The idea of popular assemblies is spreading, as an expression of the need to provide the mass movement with an organizational form. Many assemblies are being established in working areas of Athens. This is the way to proceed! The establishment of popular committees should lead to the setting up of broad based action committees based on the workers, tenants, women, youth, students, unemployed, small shopkeepers and peasants.
Such a movement from below has the potential to overthrow the existing order, but only on one condition: that they are led by genuinely revolutionary elements. Here the confusion of the spontaneous movement can play a very negative role. Those who believe that it is possible to reform the existing social order will try to limit the scope of the assemblies to mere reformist talking shops, where nothing is ever decided on.
In order that the action committees should develop to their full extent, they must be linked up, first on a local basis, then regionally and nationally. It should be made clear that the purpose of the committees is to prepare for mass action culminating in an all-Greece general strike. A national conference of delegates should be convened at the earliest date to prepare for national action. Such a body would be far more representative of the people than the present discredited government.

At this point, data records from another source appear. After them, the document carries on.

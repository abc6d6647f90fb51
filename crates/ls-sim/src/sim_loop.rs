//! The simulation loop state machine.
//!
//! Per tick, in this order:
//! 1. check the abort flag
//! 2. sample every generator and sum them into the setpoint `r[k]`
//! 3. hand `r[k]` (plus the preview a predictive regulator asks for) to the
//!    regulator and step it with the plant output of the previous tick
//! 4. step the plant with the regulator output of this tick
//! 5. record `generator`, `regulator`, `plant` and `error` at `t = k·period`
//!
//! A failing block moves the loop to `Aborted`; everything recorded by the
//! ticks before it stays in the historian.

use std::fmt;

use ls_controls::Regulator;
use ls_core::{
    Condition, Entity, Real, Registry, SisoBlock, Tolerances, ensure_finite, nearly_equal,
};
use ls_models::Plant;
use ls_results::Historian;
use ls_signals::Generator;

use crate::abort::AbortHandle;
use crate::error::{SimError, SimResult};
use crate::progress::TickProgress;

pub const CHANNEL_GENERATOR: &str = "generator";
pub const CHANNEL_REGULATOR: &str = "regulator";
pub const CHANNEL_PLANT: &str = "plant";
pub const CHANNEL_ERROR: &str = "error";

#[derive(Debug, Clone, PartialEq)]
pub enum LoopState {
    Idle,
    Running,
    Completed,
    Aborted { reason: String },
}

impl LoopState {
    pub fn is_finished(&self) -> bool {
        matches!(self, LoopState::Completed | LoopState::Aborted { .. })
    }
}

impl fmt::Display for LoopState {
    fn fmt(&self, f: &mut fmt::Formatter<'_>) -> fmt::Result {
        match self {
            LoopState::Idle => write!(f, "idle"),
            LoopState::Running => write!(f, "running"),
            LoopState::Completed => write!(f, "completed"),
            LoopState::Aborted { reason } => write!(f, "aborted ({reason})"),
        }
    }
}

/// Collects the blocks of a loop; [`LoopBuilder::build`] checks them.
pub struct LoopBuilder {
    name: String,
    period_s: Real,
    steps: usize,
    generators: Vec<(String, Generator)>,
    regulator: Option<(String, Regulator)>,
    plant: Option<(String, Plant)>,
}

impl LoopBuilder {
    pub fn generator(mut self, name: impl Into<String>, generator: Generator) -> Self {
        self.generators.push((name.into(), generator));
        self
    }

    pub fn regulator(mut self, name: impl Into<String>, regulator: Regulator) -> Self {
        self.regulator = Some((name.into(), regulator));
        self
    }

    pub fn plant(mut self, name: impl Into<String>, plant: Plant) -> Self {
        self.plant = Some((name.into(), plant));
        self
    }

    pub fn build(self) -> SimResult<SimulationLoop> {
        ls_core::ensure_positive(self.period_s, "loop period")?;
        let (regulator_name, regulator) = self.regulator.ok_or_else(|| SimError::InvalidParameter {
            what: format!("loop '{}' has no regulator", self.name),
        })?;
        let (plant_name, plant) = self.plant.ok_or_else(|| SimError::InvalidParameter {
            what: format!("loop '{}' has no plant", self.name),
        })?;

        let tol = Tolerances::default();
        for (block, period) in [
            (&regulator_name, regulator.sampling_period()),
            (&plant_name, plant.sampling_period()),
        ] {
            if !nearly_equal(period, self.period_s, tol) {
                return Err(SimError::InvalidParameter {
                    what: format!(
                        "block '{block}' samples every {period} s but the loop runs every {} s",
                        self.period_s
                    ),
                });
            }
        }

        let mut registry = Registry::new();
        let mut generators = Vec::with_capacity(self.generators.len());
        for (name, generator) in self.generators {
            generators.push((registry.register_unique_name(&name)?, generator));
        }
        let regulator = (registry.register_unique_name(&regulator_name)?, regulator);
        let plant = (registry.register_unique_name(&plant_name)?, plant);

        Ok(SimulationLoop {
            name: self.name,
            period_s: self.period_s,
            steps: self.steps,
            registry,
            generators,
            regulator,
            plant,
            historian: Historian::new(),
            state: LoopState::Idle,
            step: 0,
            measured: 0.0,
            abort: AbortHandle::new(),
        })
    }
}

/// One SISO loop: summed generators → regulator → plant, with the plant
/// output fed back as the regulator's measurement on the next tick.
pub struct SimulationLoop {
    name: String,
    period_s: Real,
    steps: usize,
    registry: Registry,
    generators: Vec<(Entity, Generator)>,
    regulator: (Entity, Regulator),
    plant: (Entity, Plant),
    historian: Historian,
    state: LoopState,
    step: usize,
    measured: Real,
    abort: AbortHandle,
}

impl SimulationLoop {
    pub fn builder(name: impl Into<String>, period_s: Real, steps: usize) -> LoopBuilder {
        LoopBuilder {
            name: name.into(),
            period_s,
            steps,
            generators: Vec::new(),
            regulator: None,
            plant: None,
        }
    }

    pub fn name(&self) -> &str {
        &self.name
    }

    pub fn state(&self) -> &LoopState {
        &self.state
    }

    pub fn period_s(&self) -> Real {
        self.period_s
    }

    pub fn steps(&self) -> usize {
        self.steps
    }

    /// Ticks executed since the last reset.
    pub fn step_index(&self) -> usize {
        self.step
    }

    /// Time of the next tick.
    pub fn sim_time_s(&self) -> Real {
        self.step as Real * self.period_s
    }

    pub fn historian(&self) -> &Historian {
        &self.historian
    }

    pub fn into_historian(self) -> Historian {
        self.historian
    }

    pub fn registry(&self) -> &Registry {
        &self.registry
    }

    pub fn regulator(&self) -> &Regulator {
        &self.regulator.1
    }

    pub fn plant(&self) -> &Plant {
        &self.plant.1
    }

    /// A handle that stops this loop at the start of its next tick.
    pub fn abort_handle(&self) -> AbortHandle {
        self.abort.clone()
    }

    /// Change the step count before the run starts.
    pub fn set_steps(&mut self, steps: usize) -> SimResult<()> {
        if self.state != LoopState::Idle {
            return Err(self.wrong_state("set_steps", "idle"));
        }
        self.steps = steps;
        Ok(())
    }

    /// Execute one tick.
    pub fn tick(&mut self) -> SimResult<&LoopState> {
        match self.state {
            LoopState::Idle => self.start(),
            LoopState::Running => {}
            LoopState::Completed | LoopState::Aborted { .. } => {
                return Err(self.wrong_state("tick", "idle or running"));
            }
        }

        if self.abort.is_aborted() {
            self.finish_aborted("abort requested".to_string());
            return Ok(&self.state);
        }
        if self.step >= self.steps {
            self.finish_completed();
            return Ok(&self.state);
        }

        if let Err(e) = self.advance() {
            self.finish_aborted(e.to_string());
            return Ok(&self.state);
        }

        if self.step >= self.steps {
            self.finish_completed();
        }
        Ok(&self.state)
    }

    /// Tick until the loop completes or aborts.
    pub fn run(&mut self) -> SimResult<LoopState> {
        self.run_with_progress(|_| {})
    }

    /// Like [`Self::run`], reporting after every tick.
    pub fn run_with_progress<F>(&mut self, mut on_progress: F) -> SimResult<LoopState>
    where
        F: FnMut(&TickProgress),
    {
        loop {
            let state = self.tick()?.clone();
            if self.state == LoopState::Running || state == LoopState::Completed {
                on_progress(&self.progress());
            }
            if state.is_finished() {
                return Ok(state);
            }
        }
    }

    /// Back to `Idle` with fresh block state, an empty historian and a
    /// cleared abort flag. Names stay registered.
    pub fn reset(&mut self) {
        for (_, generator) in &mut self.generators {
            generator.reset();
        }
        self.regulator.1.reset();
        self.plant.1.reset();
        self.historian.clear();
        self.abort.clear();
        self.state = LoopState::Idle;
        self.step = 0;
        self.measured = 0.0;
        tracing::debug!("loop '{}' reset", self.name);
    }

    pub fn progress(&self) -> TickProgress {
        let t_end_s = self.steps as Real * self.period_s;
        TickProgress {
            step: self.step,
            steps: self.steps,
            sim_time_s: self.step.saturating_sub(1) as Real * self.period_s,
            t_end_s,
            fraction_complete: if self.steps == 0 {
                1.0
            } else {
                self.step as Real / self.steps as Real
            },
            warnings: self.historian.warnings().len(),
        }
    }

    fn start(&mut self) {
        self.state = LoopState::Running;
        tracing::info!(
            "loop '{}' started: {} steps at {} s, {} generator(s), {} regulator, {} plant model(s)",
            self.name,
            self.steps,
            self.period_s,
            self.generators.len(),
            self.regulator.1.kind(),
            self.plant.1.model_count()
        );
    }

    fn advance(&mut self) -> SimResult<()> {
        let t = self.sim_time_s();

        let mut setpoint = 0.0;
        for (entity, generator) in &mut self.generators {
            setpoint += generator
                .step(0.0, t)
                .map_err(|e| block_failure(&entity.name, e))?;
        }

        let regulator = &mut self.regulator.1;
        let preview = regulator.preview_len();
        let mut trajectory = vec![0.0; preview.max(1)];
        trajectory[0] = setpoint;
        if preview > 1 {
            // generators preview on clones, their own state is untouched
            for (_, generator) in &self.generators {
                let ahead = generator.preview(t + self.period_s, self.period_s, preview - 1);
                for (slot, value) in trajectory[1..].iter_mut().zip(ahead) {
                    *slot += value;
                }
            }
        }
        regulator.set_setpoint_trajectory(&trajectory);

        let regulator_name = &self.regulator.0.name;
        let measured = self.measured;
        let step_result = regulator.step(measured, t);
        record_conditions(&mut self.historian, t, regulator_name, regulator.conditions());
        let u = step_result
            .and_then(|u| ensure_finite(u, "regulator output"))
            .map_err(|e| block_failure(regulator_name, e))?;

        let plant_name = &self.plant.0.name;
        let y = self
            .plant
            .1
            .step(u, t)
            .map_err(|e| block_failure(plant_name, e))?;
        record_conditions(&mut self.historian, t, plant_name, self.plant.1.conditions());

        let error = setpoint - measured;
        self.historian.record(CHANNEL_GENERATOR, t, setpoint)?;
        self.historian.record(CHANNEL_REGULATOR, t, u)?;
        self.historian.record(CHANNEL_PLANT, t, y)?;
        self.historian.record(CHANNEL_ERROR, t, error)?;
        tracing::trace!(step = self.step, t, setpoint, u, y, error, "tick");

        self.measured = y;
        self.step += 1;
        Ok(())
    }

    fn finish_completed(&mut self) {
        self.state = LoopState::Completed;
        tracing::info!(
            "loop '{}' completed after {} steps ({} warning(s))",
            self.name,
            self.step,
            self.historian.warnings().len()
        );
    }

    fn finish_aborted(&mut self, reason: String) {
        tracing::error!(
            "loop '{}' aborted at step {} (t = {} s): {}",
            self.name,
            self.step,
            self.sim_time_s(),
            reason
        );
        self.state = LoopState::Aborted { reason };
    }

    fn wrong_state(&self, action: &'static str, expected: &'static str) -> SimError {
        SimError::InvalidState {
            state: self.state.to_string(),
            action,
            expected,
        }
    }
}

fn record_conditions(historian: &mut Historian, t: Real, source: &str, conditions: &[Condition]) {
    for condition in conditions {
        tracing::warn!("{} at t = {} s: {}", source, t, condition);
        historian.record_warning(t, source, condition.clone());
    }
}

fn block_failure(name: &str, source: ls_core::CoreError) -> SimError {
    SimError::BlockFailed {
        block: name.to_string(),
        source,
    }
}
//! Proportional regulator.

use ls_core::{CoreResult, Real, SisoBlock, ensure_positive};

use crate::error::{ControlError, ControlResult};

/// `u = kp * (setpoint - measured)`. No state beyond the gain.
#[derive(Debug, Clone, PartialEq)]
pub struct PRegulator {
    kp: Real,
    period_s: Real,
    setpoint: Real,
}

impl PRegulator {
    pub fn new(kp: Real, period_s: Real) -> ControlResult<Self> {
        if !kp.is_finite() {
            return Err(ControlError::invalid(format!("kp must be finite (got {kp})")));
        }
        ensure_positive(period_s, "sampling period")?;
        Ok(Self {
            kp,
            period_s,
            setpoint: 0.0,
        })
    }

    pub fn gain(&self) -> Real {
        self.kp
    }

    pub fn sampling_period(&self) -> Real {
        self.period_s
    }

    pub fn setpoint(&self) -> Real {
        self.setpoint
    }

    pub fn set_setpoint(&mut self, setpoint: Real) {
        self.setpoint = setpoint;
    }
}

impl SisoBlock for PRegulator {
    /// The gain is configuration; only the setpoint returns to zero.
    fn reset(&mut self) {
        self.setpoint = 0.0;
    }

    fn step(&mut self, measured: Real, _t: Real) -> CoreResult<Real> {
        Ok(self.kp * (self.setpoint - measured))
    }
}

Already a layer of protesters are drawing correct political conclusions. They are advancing correct demands such as “share out the work to combat unemployment” (we should add: without loss of pay), and “confiscate empty and unsold properties” to provide homes for people. These are excellent demands which should be concretised and generalised to include the expropriation of the banks and major industries under workers’ control.
As an immediate demand to unite the movement and draw in the widest layers we demand the repudiation of the foreign debt. Not a single euro to the international usurers and parasites! But this demand leads logically to the demand for the expropriation of the Greek banks and the centralisation of all credit in the hands of the state.
None of the problems of Greece can be solved while the dictatorship of the bankers and capitalists remains intact. Antonis Papaioannou, a 20-year old student studying mechanical engineering in Athens, says that the austerity measures have hit education. In the past year, spending cuts have led to power outages at his college, walkouts by professors that haven’t been paid, and even shortages of printing paper for student computers.
“I’m indignant because all I see from the government and troika is how they are trying to squeeze the Greek people dry without spending any money on education,” he said. “The Greek government represents big capital, not the Greek people.”
That is the essence of the problem. The only way to solve the crisis is by the revolutionary overthrow of big capital, in Greece and throughout the world. The movements in Spain and Greece show that a powerful movement is developing in many countries. Once this movement is armed with the necessary programme and perspectives, nothing can stop it.